Indrajit Coomaraswamy, a former Director of Economic Affairs at the Commonwealth Secretariat in London speaking at a seminar in Colombo on Wednesday (July 31) said that though absolute poverty had declined to 8.9%, how was it that 35% of the population was still Samurdhi recipients?

He further said that unemployment had been brought down to under 5% largely due to a great number of Sri Lankans working overseas. But Coomaraswamy said that when a country progresses economically, its citizens return to the home country seeking for employment opportunities back home, and not overseas.
He also said that the reason for the drop in poverty levels was due to remittances, which totalled US$ ($) 6 billion or Rs. 750 billion last year, coupled with military transfers.

Coomaraswamy said that a research firm had recently pointed out that though Sri Lanka’s economy grew at 8% in 2010 and 2011 and 6.4% last year, there was however no growth in employment.

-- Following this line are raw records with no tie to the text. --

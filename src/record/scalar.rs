use std::collections::BTreeMap;
use serde::{Deserialize, Serialize};
use crate::error::Result;
use crate::snapshot::{Scalar, Snapshot, INTEGER_SCALARS, REAL_SCALARS};
use super::{check_schema, time_key, Attribute, Extracted, RecordBody, SnapshotRecord};




#[derive(Clone, Debug, PartialEq, Serialize, Deserialize)]


/**
 * Where to find one scalar in a snapshot: the table, the label to search
 * for, and the name to expose it under (the label itself if absent).
 */
pub struct ScalarSpec {
    pub group: String,
    pub dataset: String,
    pub name: Option<String>,
}

impl ScalarSpec {
    pub fn new(group: &str, dataset: &str) -> Self {
        Self { group: group.to_string(), dataset: dataset.to_string(), name: None }
    }

    pub fn named(mut self, name: &str) -> Self {
        self.name = Some(name.to_string());
        self
    }

    pub fn label(&self) -> &str {
        self.name.as_deref().unwrap_or(&self.dataset)
    }

    pub fn flash_defaults() -> Vec<Self> {
        vec![
            Self::new(REAL_SCALARS, "time").named("t"),
            Self::new(REAL_SCALARS, "dt"),
            Self::new(INTEGER_SCALARS, "nstep"),
            Self::new(INTEGER_SCALARS, "nbegin"),
        ]
    }
}




#[derive(Clone, Debug, Default, PartialEq)]
pub struct Scalars {
    values: BTreeMap<String, Scalar>,
}

impl Scalars {
    pub fn get(&self, name: &str) -> Option<&Scalar> {
        self.values.get(name)
    }
}

impl RecordBody for Scalars {
    const KIND: &'static str = "ScalarRecord";

    fn attribute(&self, name: &str) -> Option<Attribute<'_>> {
        self.values.get(name).map(Attribute::from)
    }
}

pub type ScalarRecord = SnapshotRecord<Scalars>;




// ============================================================================
impl SnapshotRecord<Scalars> {


    /**
     * Read each requested scalar from the snapshot. Every entry must resolve
     * to a table entry.
     */
    pub fn from_snapshot(snapshot: &Snapshot, specs: &[ScalarSpec]) -> Result<Self> {
        let mut values = BTreeMap::new();

        for spec in specs {
            let value = snapshot.find(&spec.group, &spec.dataset)?;
            values.insert(spec.label().to_string(), value.clone());
        }
        let names = Some(specs.iter().map(|s| s.label().to_string()).collect());
        check_schema(Extracted { key: time_key(snapshot), names, body: Scalars { values } })
    }
}




// ============================================================================
#[cfg(test)]
mod test {

    use super::{ScalarRecord, ScalarSpec};
    use crate::error::Error;
    use crate::record::{Attribute, Record};
    use crate::series::Keyed;
    use crate::snapshot::Snapshot;

    fn snapshot() -> Snapshot {
        Snapshot::new()
            .with_entry("real scalars", "time", 1.5)
            .with_entry("real scalars", "dt", 0.01)
            .with_entry("integer scalars", "nstep", 30)
            .with_entry("integer scalars", "nbegin", 1)
    }

    #[test]
    fn default_scalars_are_keyed_by_time() {
        let record = ScalarRecord::from_snapshot(&snapshot(), &ScalarSpec::flash_defaults()).unwrap();
        assert_eq!(record.key(), 1.5);
        assert_eq!(record.attribute("t"), Some(Attribute::Real(1.5)));
        assert_eq!(record.attribute("nstep"), Some(Attribute::Int(30)));
        assert_eq!(record.keys(), vec!["t", "dt", "nstep", "nbegin"]);
    }

    #[test]
    fn missing_scalar_is_a_schema_error() {
        let specs = vec![ScalarSpec::new("real scalars", "redshift")];
        assert!(matches!(ScalarRecord::from_snapshot(&snapshot(), &specs), Err(Error::MissingField { .. })));
    }

    #[test]
    fn snapshot_without_time_has_no_key() {
        let snapshot = Snapshot::new().with_entry("integer scalars", "nstep", 1);
        let specs = vec![ScalarSpec::new("integer scalars", "nstep")];
        assert!(matches!(ScalarRecord::from_snapshot(&snapshot, &specs), Err(Error::MissingKey { .. })));
    }
}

Terming this as jobless growth, he however pointed out that when the economies of East Asia and South East Asia grew, it was growth with equity, inclusive growth.

The growth of the economy is crucial to bring poverty levels down, he said. Coomaraswamy also said that economic disparities in the country have been increasing as shown by the gini coefficient which had had increased from 0.43 to 0.48.

He further said that though poverty levels had declined, large numbers of pregnant women were anaemic, while malnourishment and stunting levels were high among children.

Coomaraswamy said that the critical period for a child’s cognitive development was the nine months it was in the mother’s womb and the first 1,000 days thereafter.

A child’s learning abilities is shaped in its first five years, if those are lost they can never be regained, said Coomaraswamy.

He said that previously Sri Lanka was able to survive due to the receipt of generous donor assistance virtually given on a “never never” basis because Sri Lanka was the darling of the donor community then, a reference to the immediate aftermath of the post 1977 era when Sri Lanka opened up its economy where it received generous amounts of donor aid virtually free.

But now that money has stopped, said Coomaraswamy.

Therefore the borrowing channels open to the country at present is to borrow at commercial rates, he said.

As such Sri Lanka has to take some painful decisions in order to get its budget and current account deficits in the balance of payments right, said Coomaraswamy.

That means by making sure that every rupee spent is spent right, he said.

This needs to be done without jeopardising health and education spends.

“On the supply side what is needed is marketable education, and health and on the demand side it’s about getting investments and development going,” said Coomaraswamy.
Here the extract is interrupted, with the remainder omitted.